INSTRUCTIONS FOR THE TASK. All records are to be printed exactly as they appear.

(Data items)

*** Block opens ***

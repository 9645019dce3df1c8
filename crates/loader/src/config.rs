// SPDX-License-Identifier: MIT

use std::path::PathBuf;
use std::time::Duration;
use thiserror::Error;

#[derive(Debug, Error)]
pub enum ConfigError {
    #[error("missing required environment variable: {0}")]
    Missing(&'static str),
    #[error("invalid value for {name}: {value}")]
    Invalid { name: &'static str, value: String },
}

fn env_u32(name: &'static str, default: u32) -> Result<u32, ConfigError> {
    match std::env::var(name) {
        Ok(v) => v.parse().map_err(|_| ConfigError::Invalid { name, value: v }),
        Err(_) => Ok(default),
    }
}

fn env_secs(name: &'static str, default_secs: u64) -> Result<Duration, ConfigError> {
    match std::env::var(name) {
        Ok(v) => v
            .parse::<u64>()
            .map(Duration::from_secs)
            .map_err(|_| ConfigError::Invalid { name, value: v }),
        Err(_) => Ok(Duration::from_secs(default_secs)),
    }
}

/// Loader configuration, read from the environment once at startup
/// (SPEC_FULL.md §4.9, §6). `PROCESS_CFG_DIR` is the one field that only
/// matters to this binary; the DB knobs mirror the producer/consumer ones
/// exactly so the three binaries can share a deployment's environment.
#[derive(Debug, Clone)]
pub struct Config {
    pub watch_dir: PathBuf,
    pub producer_url: String,
    pub scan_interval: Duration,
    pub db_connection_url: String,
    pub db_min_conns: u32,
    pub db_max_conns: u32,
    pub db_max_conn_lifetime: Duration,
    pub db_max_conn_idle_time: Duration,
    pub db_health_check_period: Duration,
}

impl Config {
    pub fn from_env() -> Result<Self, ConfigError> {
        let watch_dir = std::env::var("PROCESS_CFG_DIR")
            .map_err(|_| ConfigError::Missing("PROCESS_CFG_DIR"))?
            .into();
        let producer_url = std::env::var("PROCRUN_PRODUCER_URL")
            .map_err(|_| ConfigError::Missing("PROCRUN_PRODUCER_URL"))?;
        let scan_interval = env_secs("PROCRUN_SCAN_INTERVAL_SECS", 60)?;

        let db_connection_url = std::env::var("DB_CONNECTION_URL")
            .map_err(|_| ConfigError::Missing("DB_CONNECTION_URL"))?;
        let db_min_conns = env_u32("DB_MIN_CONNS", 1)?;
        let db_max_conns = env_u32("DB_MAX_CONNS", 10)?;
        let db_max_conn_lifetime = env_secs("DB_MAX_CONN_LIFETIME", 1800)?;
        let db_max_conn_idle_time = env_secs("DB_MAX_CONN_IDLE_TIME", 600)?;
        let db_health_check_period = env_secs("DB_HEALTH_CHECK_PERIOD", 30)?;

        Ok(Self {
            watch_dir,
            producer_url,
            scan_interval,
            db_connection_url,
            db_min_conns,
            db_max_conns,
            db_max_conn_lifetime,
            db_max_conn_idle_time,
            db_health_check_period,
        })
    }
}
// SPDX-License-Identifier: MIT

//! Validation for process definitions.
//!
//! Mirrors the order of checks a loader/producer must apply before a
//! definition is allowed onto the bus: name, then per-task shape, then
//! per-param shape, then cross-task `waitFor` references. The first
//! violation short-circuits with a stable, literal message so callers and
//! tests can match on it directly.

use crate::model::{ProcessDefinition, TaskClass};
use std::collections::{HashMap, HashSet};
use thiserror::Error;

#[derive(Debug, Error, PartialEq, Eq, Clone)]
pub enum ValidationError {
    #[error("process name must not be blank")]
    BlankName,
    #[error("task name must not be blank")]
    BlankTaskName,
    #[error("task '{0}' has a blank class")]
    BlankTaskClass(String),
    #[error("unknown task class '{class}' for task '{task}'")]
    UnknownTaskClass { task: String, class: String },
    #[error("duplicate task name found: {0}")]
    DuplicateTaskName(String),
    #[error("task '{0}' cannot wait for itself")]
    SelfDependency(String),
    #[error("param name must not be blank")]
    BlankParamName,
    #[error("duplicate param name found: {0}")]
    DuplicateParamName(String),
    #[error("task '{task}' waits for unknown task '{unknown}'")]
    UnknownDependency { task: String, unknown: String },
    #[error("missing mandatory parameters: {0}")]
    MissingMandatoryParams(String),
}

/// Validate structural invariants of a definition (§4.6, steps 1-4).
///
/// Also normalizes each task's `class` to its canonical on-storage spelling
/// (e.g. `LOCALCMD` → `localCmd`) in place — class is accepted
/// case-insensitively on input but must never be persisted or echoed back
/// in anything but canonical case, so normalization happens here rather
/// than being left to each caller to remember.
///
/// Does not consult any externally supplied parameter values — see
/// [`validate_mandatory_params`] for that.
pub fn validate(def: &mut ProcessDefinition) -> Result<(), ValidationError> {
    if def.name.trim().is_empty() {
        return Err(ValidationError::BlankName);
    }

    let mut seen_tasks: HashSet<String> = HashSet::new();
    for task in &mut def.tasks {
        if task.name.trim().is_empty() {
            return Err(ValidationError::BlankTaskName);
        }
        if task.class.trim().is_empty() {
            return Err(ValidationError::BlankTaskClass(task.name.clone()));
        }
        let class = TaskClass::parse_loose(&task.class).ok_or_else(|| {
            ValidationError::UnknownTaskClass {
                task: task.name.clone(),
                class: task.class.clone(),
            }
        })?;
        task.class = class.as_str().to_string();
        if !seen_tasks.insert(task.name.clone()) {
            return Err(ValidationError::DuplicateTaskName(task.name.clone()));
        }
        if task.wait_for.iter().any(|dep| dep == &task.name) {
            return Err(ValidationError::SelfDependency(task.name.clone()));
        }
    }

    let mut seen_params: HashSet<&str> = HashSet::new();
    for param in &def.params {
        if param.name.trim().is_empty() {
            return Err(ValidationError::BlankParamName);
        }
        if !seen_params.insert(param.name.as_str()) {
            return Err(ValidationError::DuplicateParamName(param.name.clone()));
        }
    }

    let known_tasks: HashSet<&str> = def.tasks.iter().map(|t| t.name.as_str()).collect();
    for task in &def.tasks {
        for dep in &task.wait_for {
            if !known_tasks.contains(dep.as_str()) {
                return Err(ValidationError::UnknownDependency {
                    task: task.name.clone(),
                    unknown: dep.clone(),
                });
            }
        }
    }

    Ok(())
}

/// Collect mandatory params absent or blank in `user_params` and fail with
/// a single comma-joined message if any are missing.
pub fn validate_mandatory_params(
    def: &ProcessDefinition,
    user_params: &HashMap<String, String>,
) -> Result<(), ValidationError> {
    let missing: Vec<&str> = def
        .params
        .iter()
        .filter(|p| p.mandatory)
        .filter(|p| {
            user_params
                .get(&p.name)
                .map(|v| v.trim().is_empty())
                .unwrap_or(true)
        })
        .map(|p| p.name.as_str())
        .collect();

    if missing.is_empty() {
        Ok(())
    } else {
        Err(ValidationError::MissingMandatoryParams(missing.join(", ")))
    }
}

#[cfg(test)]
#[path = "validate_tests.rs"]
mod tests;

*** Block closes ***

RESULT FOR THIS EXERCISE.
repository 9645019dce3df1c8
filename crates/loader/src/config.rs
// SPDX-License-Identifier: MIT

use std::path::PathBuf;
use std::time::Duration;
use thiserror::Error;

#[derive(Debug, Error)]
pub enum ConfigError {
    #[error("missing required environment variable: {0}")]
    Missing(&'static str),
    #[error("invalid value for {name}: {value}")]
    Invalid { name: &'static str, value: String },
}

fn env_u32(name: &'static str, default: u32) -> Result<u32, ConfigError> {
    match std::env::var(name) {
        Ok(v) => v.parse().map_err(|_| ConfigError::Invalid { name, value: v }),
        Err(_) => Ok(default),
    }
}

fn env_secs(name: &'static str, default_secs: u64) -> Result<Duration, ConfigError> {
    match std::env::var(name) {
        Ok(v) => v
            .parse::<u64>()
            .map(Duration::from_secs)
            .map_err(|_| ConfigError::Invalid { name, value: v }),
        Err(_) => Ok(Duration::from_secs(default_secs)),
    }
}

/// Loader configuration, read from the environment once at startup
/// (SPEC_FULL.md §4.9, §6). `PROCESS_CFG_DIR` is the one field that only
/// matters to this binary; the DB knobs mirror the producer/consumer ones
/// exactly so the three binaries can share a deployment's environment.
#[derive(Debug, Clone)]
pub struct Config {
    pub watch_dir: PathBuf,
    pub producer_url: String,
    pub scan_interval: Duration,
    pub db_connection_url: String,
    pub db_min_conns: u32,
    pub db_max_conns: u32,
    pub db_max_conn_lifetime: Duration,
    pub db_max_conn_idle_time: Duration,
    pub db_health_check_period: Duration,
}

impl Config {
    pub fn from_env() -> Result<Self, ConfigError> {
        let watch_dir = std::env::var("PROCESS_CFG_DIR")
            .map_err(|_| ConfigError::Missing("PROCESS_CFG_DIR"))?
            .into();
        let producer_url = std::env::var("PROCRUN_PRODUCER_URL")
            .map_err(|_| ConfigError::Missing("PROCRUN_PRODUCER_URL"))?;
        let scan_interval = env_secs("PROCRUN_SCAN_INTERVAL_SECS", 60)?;

        let db_connection_url = std::env::var("DB_CONNECTION_URL")
            .map_err(|_| ConfigError::Missing("DB_CONNECTION_URL"))?;
        let db_min_conns = env_u32("DB_MIN_CONNS", 1)?;
        let db_max_conns = env_u32("DB_MAX_CONNS", 10)?;
        let db_max_conn_lifetime = env_secs("DB_MAX_CONN_LIFETIME", 1800)?;
        let db_max_conn_idle_time = env_secs("DB_MAX_CONN_IDLE_TIME", 600)?;
        let db_health_check_period = env_secs("DB_HEALTH_CHECK_PERIOD", 30)?;

        Ok(Self {
            watch_dir,
            producer_url,
            scan_interval,
            db_connection_url,
            db_min_conns,
            db_max_conns,
            db_max_conn_lifetime,
            db_max_conn_idle_time,
            db_health_check_period,
        })
    }
}
// SPDX-License-Identifier: MIT

//! Validation for process definitions.
//!
//! Mirrors the order of checks a loader/producer must apply before a
//! definition is allowed onto the bus: name, then per-task shape, then
//! per-param shape, then cross-task `waitFor` references. The first
//! violation short-circuits with a stable, literal message so callers and
//! tests can match on it directly.

use crate::model::{ProcessDefinition, TaskClass};
use std::collections::{HashMap, HashSet};
use thiserror::Error;

#[derive(Debug, Error, PartialEq, Eq, Clone)]
pub enum ValidationError {
    #[error("process name must not be blank")]
    BlankName,
    #[error("task name must not be blank")]
    BlankTaskName,
    #[error("task '{0}' has a blank class")]
    BlankTaskClass(String),
    #[error("unknown task class '{class}' for task '{task}'")]
    UnknownTaskClass { task: String, class: String },
    #[error("duplicate task name found: {0}")]
    DuplicateTaskName(String),
    #[error("task '{0}' cannot wait for itself")]
    SelfDependency(String),
    #[error("param name must not be blank")]
    BlankParamName,
    #[error("duplicate param name found: {0}")]
    DuplicateParamName(String),
    #[error("task '{task}' waits for unknown task '{unknown}'")]
    UnknownDependency { task: String, unknown: String },
    #[error("missing mandatory parameters: {0}")]
    MissingMandatoryParams(String),
}

/// Validate structural invariants of a definition (§4.6, steps 1-4).
///
/// Also normalizes each task's `class` to its canonical on-storage spelling
/// (e.g. `LOCALCMD` → `localCmd`) in place — class is accepted
/// case-insensitively on input but must never be persisted or echoed back
/// in anything but canonical case, so normalization happens here rather
/// than being left to each caller to remember.
///
/// Does not consult any externally supplied parameter values — see
/// [`validate_mandatory_params`] for that.
pub fn validate(def: &mut ProcessDefinition) -> Result<(), ValidationError> {
    if def.name.trim().is_empty() {
        return Err(ValidationError::BlankName);
    }

    let mut seen_tasks: HashSet<String> = HashSet::new();
    for task in &mut def.tasks {
        if task.name.trim().is_empty() {
            return Err(ValidationError::BlankTaskName);
        }
        if task.class.trim().is_empty() {
            return Err(ValidationError::BlankTaskClass(task.name.clone()));
        }
        let class = TaskClass::parse_loose(&task.class).ok_or_else(|| {
            ValidationError::UnknownTaskClass {
                task: task.name.clone(),
                class: task.class.clone(),
            }
        })?;
        task.class = class.as_str().to_string();
        if !seen_tasks.insert(task.name.clone()) {
            return Err(ValidationError::DuplicateTaskName(task.name.clone()));
        }
        if task.wait_for.iter().any(|dep| dep == &task.name) {
            return Err(ValidationError::SelfDependency(task.name.clone()));
        }
    }

    let mut seen_params: HashSet<&str> = HashSet::new();
    for param in &def.params {
        if param.name.trim().is_empty() {
            return Err(ValidationError::BlankParamName);
        }
        if !seen_params.insert(param.name.as_str()) {
            return Err(ValidationError::DuplicateParamName(param.name.clone()));
        }
    }

    let known_tasks: HashSet<&str> = def.tasks.iter().map(|t| t.name.as_str()).collect();
    for task in &def.tasks {
        for dep in &task.wait_for {
            if !known_tasks.contains(dep.as_str()) {
                return Err(ValidationError::UnknownDependency {
                    task: task.name.clone(),
                    unknown: dep.clone(),
                });
            }
        }
    }

    Ok(())
}

/// Collect mandatory params absent or blank in `user_params` and fail with
/// a single comma-joined message if any are missing.
pub fn validate_mandatory_params(
    def: &ProcessDefinition,
    user_params: &HashMap<String, String>,
) -> Result<(), ValidationError> {
    let missing: Vec<&str> = def
        .params
        .iter()
        .filter(|p| p.mandatory)
        .filter(|p| {
            user_params
                .get(&p.name)
                .map(|v| v.trim().is_empty())
                .unwrap_or(true)
        })
        .map(|p| p.name.as_str())
        .collect();

    if missing.is_empty() {
        Ok(())
    } else {
        Err(ValidationError::MissingMandatoryParams(missing.join(", ")))
    }
}

#[cfg(test)]
#[path = "validate_tests.rs"]
mod tests;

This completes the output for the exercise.